Menu
Libération
TRIBUNE

Sauver l’agriculture française ? C’est l’affaire de chacun et de tous

Article réservé aux abonnés
Le déclin de la filière n’est pas pour demain si chaque Français le décide : manger moins mais mieux, cuisiner de vrais plats, composés de bons morceaux et de légumes bio vaut mieux que de se gaver de chips hypersalées devant sa télévision revendique ce fils de paysan des Vosges, William Bernet, aujourd’hui restaurateur en viandes.
«L’Administration s’est manifestée pour la première fois en 1965 : obligation de faire un poulailler clos.

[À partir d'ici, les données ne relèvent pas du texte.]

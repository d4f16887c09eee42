//! Identifier validation and quoting for warehouse DDL.
//!
//! SQL identifiers cannot be bound as parameters, so generated DDL embeds
//! them directly. Identifiers that are already plain (`[A-Za-z_][A-Za-z0-9_$]*`)
//! and not reserved words are emitted bare to keep the output readable;
//! everything else is wrapped in double quotes with embedded quotes doubled.

use crate::error::{BridgeError, Result};

/// Maximum identifier length accepted by the warehouse.
const MAX_IDENTIFIER_LENGTH: usize = 255;

/// Validate an identifier coming from a mapping artifact.
///
/// Rejects empty identifiers, identifiers containing null bytes, and
/// identifiers exceeding the warehouse limit.
pub fn validate_identifier(name: &str) -> Result<()> {
    if name.is_empty() {
        return Err(BridgeError::malformed("identifier cannot be empty"));
    }

    if name.contains('\0') {
        return Err(BridgeError::malformed(format!(
            "identifier contains null byte: {:?}",
            name
        )));
    }

    if name.chars().count() > MAX_IDENTIFIER_LENGTH {
        return Err(BridgeError::malformed(format!(
            "identifier exceeds maximum length of {} characters: {:?}",
            MAX_IDENTIFIER_LENGTH, name
        )));
    }

    Ok(())
}

/// Whether the identifier can be emitted without quotes.
pub fn is_plain_identifier(name: &str) -> bool {
    let mut chars = name.chars();
    match chars.next() {
        Some(c) if c.is_ascii_alphabetic() || c == '_' => {}
        _ => return false,
    }
    chars.all(|c| c.is_ascii_alphanumeric() || c == '_' || c == '$')
        && !is_reserved_keyword(name)
}

/// Whether `name` is a warehouse reserved word (case-insensitive).
fn is_reserved_keyword(name: &str) -> bool {
    RESERVED_KEYWORDS.contains(&name.to_uppercase().as_str())
}

static RESERVED_KEYWORDS: &[&str] = &[
    "ACCOUNT",
    "ALL",
    "ALTER",
    "AND",
    "ANY",
    "AS",
    "BETWEEN",
    "BY",
    "CASE",
    "CAST",
    "CHECK",
    "COLUMN",
    "CONNECT",
    "CONNECTION",
    "CONSTRAINT",
    "CREATE",
    "CROSS",
    "CURRENT",
    "CURRENT_DATE",
    "CURRENT_TIME",
    "CURRENT_TIMESTAMP",
    "CURRENT_USER",
    "DATABASE",
    "DELETE",
    "DISTINCT",
    "DROP",
    "ELSE",
    "EXISTS",
    "FALSE",
    "FOLLOWING",
    "FOR",
    "FROM",
    "FULL",
    "GRANT",
    "GROUP",
    "GSCLUSTER",
    "HAVING",
    "ILIKE",
    "IN",
    "INCREMENT",
    "INNER",
    "INSERT",
    "INTERSECT",
    "INTO",
    "IS",
    "ISSUE",
    "JOIN",
    "LATERAL",
    "LEFT",
    "LIKE",
    "LOCALTIME",
    "LOCALTIMESTAMP",
    "MINUS",
    "NATURAL",
    "NOT",
    "NULL",
    "OF",
    "ON",
    "OR",
    "ORDER",
    "ORGANIZATION",
    "QUALIFY",
    "REGEXP",
    "REVOKE",
    "RIGHT",
    "RLIKE",
    "ROW",
    "ROWS",
    "SAMPLE",
    "SCHEMA",
    "SELECT",
    "SET",
    "SOME",
    "START",
    "TABLE",
    "TABLESAMPLE",
    "THEN",
    "TO",
    "TRIGGER",
    "TRUE",
    "TRY_CAST",
    "UNION",
    "UNIQUE",
    "UPDATE",
    "USING",
    "VALUES",
    "VIEW",
    "WHEN",
    "WHENEVER",
    "WHERE",
    "WITH",
];

/// Quote an identifier for warehouse DDL.
///
/// # Examples
///
/// ```
/// use warehouse_bridge::core::identifier::quote_ident;
///
/// assert_eq!(quote_ident("orders"), "orders");
/// assert_eq!(quote_ident("Order Items"), "\"Order Items\"");
/// assert_eq!(quote_ident("a\"b"), "\"a\"\"b\"");
/// ```
pub fn quote_ident(name: &str) -> String {
    if is_plain_identifier(name) {
        name.to_string()
    } else {
        format!("\"{}\"", name.replace('"', "\"\""))
    }
}

/// Qualify a table name with its schema.
pub fn qualify(schema: &str, table: &str) -> String {
    format!("{}.{}", quote_ident(schema), quote_ident(table))
}

/// Quote and join a column list: `a, b, "c d"`.
pub fn quote_list(columns: &[String]) -> String {
    columns
        .iter()
        .map(|c| quote_ident(c))
        .collect::<Vec<_>>()
        .join(", ")
}
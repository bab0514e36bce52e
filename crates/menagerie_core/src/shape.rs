//! Counting-loop helpers for slab-shaped detail.
//!
//! Model code often walks a range with a fractional start
//! (`3.5, 4.5, ... 7.5`) and writes one voxel per step. [`steps`] reproduces
//! that walk, and [`fill_cuboid`] runs it on all three axes.

use crate::map::VoxelMap;
use crate::voxel::Color;

/// Iterator over `start, start + step, ...` while the value is `<= end`.
///
/// Values are accumulated, not multiplied, so the sequence is the same one a
/// hand-written counting loop would produce. The walk ends early if adding
/// `step` no longer moves the value.
#[derive(Clone, Debug)]
pub struct Steps {
    next: f64,
    end: f64,
    step: f64,
}

impl Iterator for Steps {
    type Item = f64;

    #[inline]
    fn next(&mut self) -> Option<f64> {
        if self.next <= self.end {
            let value = self.next;
            let advanced = value + self.step;
            self.next = if advanced > value { advanced } else { f64::NAN };
            Some(value)
        } else {
            None
        }
    }
}

/// Walks from `start` to `end` inclusive in increments of `step`.
///
/// Empty when `step` is not a positive finite number or either bound is not
/// finite.
#[must_use]
pub fn steps(start: f64, end: f64, step: f64) -> Steps {
    let valid = start.is_finite() && end.is_finite() && step.is_finite() && step > 0.0;
    Steps {
        next: if valid { start } else { f64::NAN },
        end,
        step,
    }
}

/// Walks from `start` to `end` inclusive in unit increments.
#[inline]
#[must_use]
pub fn unit_steps(start: f64, end: f64) -> Steps {
    steps(start, end, 1.0)
}

/// Writes a voxel at every unit step between `min` and `max` on each axis.
///
/// Each position goes through [`VoxelMap::set`], so fractional corners are
/// rounded exactly like single writes are.
pub fn fill_cuboid(map: &mut VoxelMap, min: [f64; 3], max: [f64; 3], color: Color) {
    for x in unit_steps(min[0], max[0]) {
        for y in unit_steps(min[1], max[1]) {
            for z in unit_steps(min[2], max[2]) {
                map.set(x, y, z, color);
            }
        }
    }
}

#[cfg(test)]
mod tests {
    use super::*;
    use crate::voxel::VoxelKey;

    #[test]
    fn test_unit_steps_inclusive() {
        let values: Vec<f64> = unit_steps(-2.0, 2.0).collect();
        assert_eq!(values, vec![-2.0, -1.0, 0.0, 1.0, 2.0]);
    }

    #[test]
    fn test_fractional_start() {
        let values: Vec<f64> = unit_steps(3.5, 7.5).collect();
        assert_eq!(values, vec![3.5, 4.5, 5.5, 6.5, 7.5]);
        assert_eq!(unit_steps(3.5, 7.9).count(), 5);
    }

    #[test]
    fn test_angle_walk_count() {
        // 0.0, 0.4, ... stays below a full turn for 16 values.
        assert_eq!(steps(0.0, std::f64::consts::TAU, 0.4).count(), 16);
    }

    #[test]
    fn test_invalid_steps_are_empty() {
        assert_eq!(steps(0.0, 5.0, 0.0).count(), 0);
        assert_eq!(steps(0.0, 5.0, -1.0).count(), 0);
        assert_eq!(steps(0.0, 5.0, f64::NAN).count(), 0);
        assert_eq!(steps(f64::NEG_INFINITY, 5.0, 1.0).count(), 0);
        assert_eq!(steps(f64::NAN, 5.0, 1.0).count(), 0);
        assert_eq!(unit_steps(2.0, 1.0).count(), 0);
    }

    #[test]
    fn test_stalled_walk_ends() {
        // 1e17 + 1.0 == 1e17 in f64.
        assert_eq!(steps(1e17, 1e17 + 100.0, 1.0).count(), 1);
        assert_eq!(steps(1.0, 2.0, 1e-300).count(), 1);
    }

    #[test]
    fn test_fill_cuboid_far_from_origin_terminates() {
        let mut map = VoxelMap::new();
        fill_cuboid(&mut map, [1e17, 0.0, 0.0], [1e17 + 100.0, 1.0, 0.0], Color(7));
        assert!(map.is_empty());
    }

    #[test]
    fn test_fill_cuboid() {
        let mut map = VoxelMap::new();
        fill_cuboid(&mut map, [-2.0, 4.0, 5.0], [2.0, 9.0, 5.0], Color(7));
        assert_eq!(map.len(), 5 * 6);
        assert!(map.contains(VoxelKey::new(-2, 4, 5)));
        assert!(map.contains(VoxelKey::new(2, 9, 5)));
    }

    #[test]
    fn test_fill_cuboid_fractional_rounds_each_step() {
        let mut map = VoxelMap::new();
        fill_cuboid(&mut map, [0.0, 3.5, 0.0], [0.0, 7.5, 0.0], Color(7));
        let bounds = map.bounds().unwrap();
        assert_eq!(bounds.min.y, 4);
        assert_eq!(bounds.max.y, 8);
        assert_eq!(map.len(), 5);
    }
}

Jusque-là, les poules, en totale liberté le jour, dormaient la nuit sur un perchoir dans l’écurie. Mon père a bataillé, a fini par s’incliner.» (Emmanuel Pierrot/Libération)
par William Bernet, Restaurateur en viandes
publié le 24 février 2024 à 5h53

Fils de paysan et paysan moi-même dans ma jeunesse, puis boucher et aujourd’hui restaurateur en viandes, je fais mienne ici la bataille en cours pour sauver l’agriculture française d’un déclin irrémédiable.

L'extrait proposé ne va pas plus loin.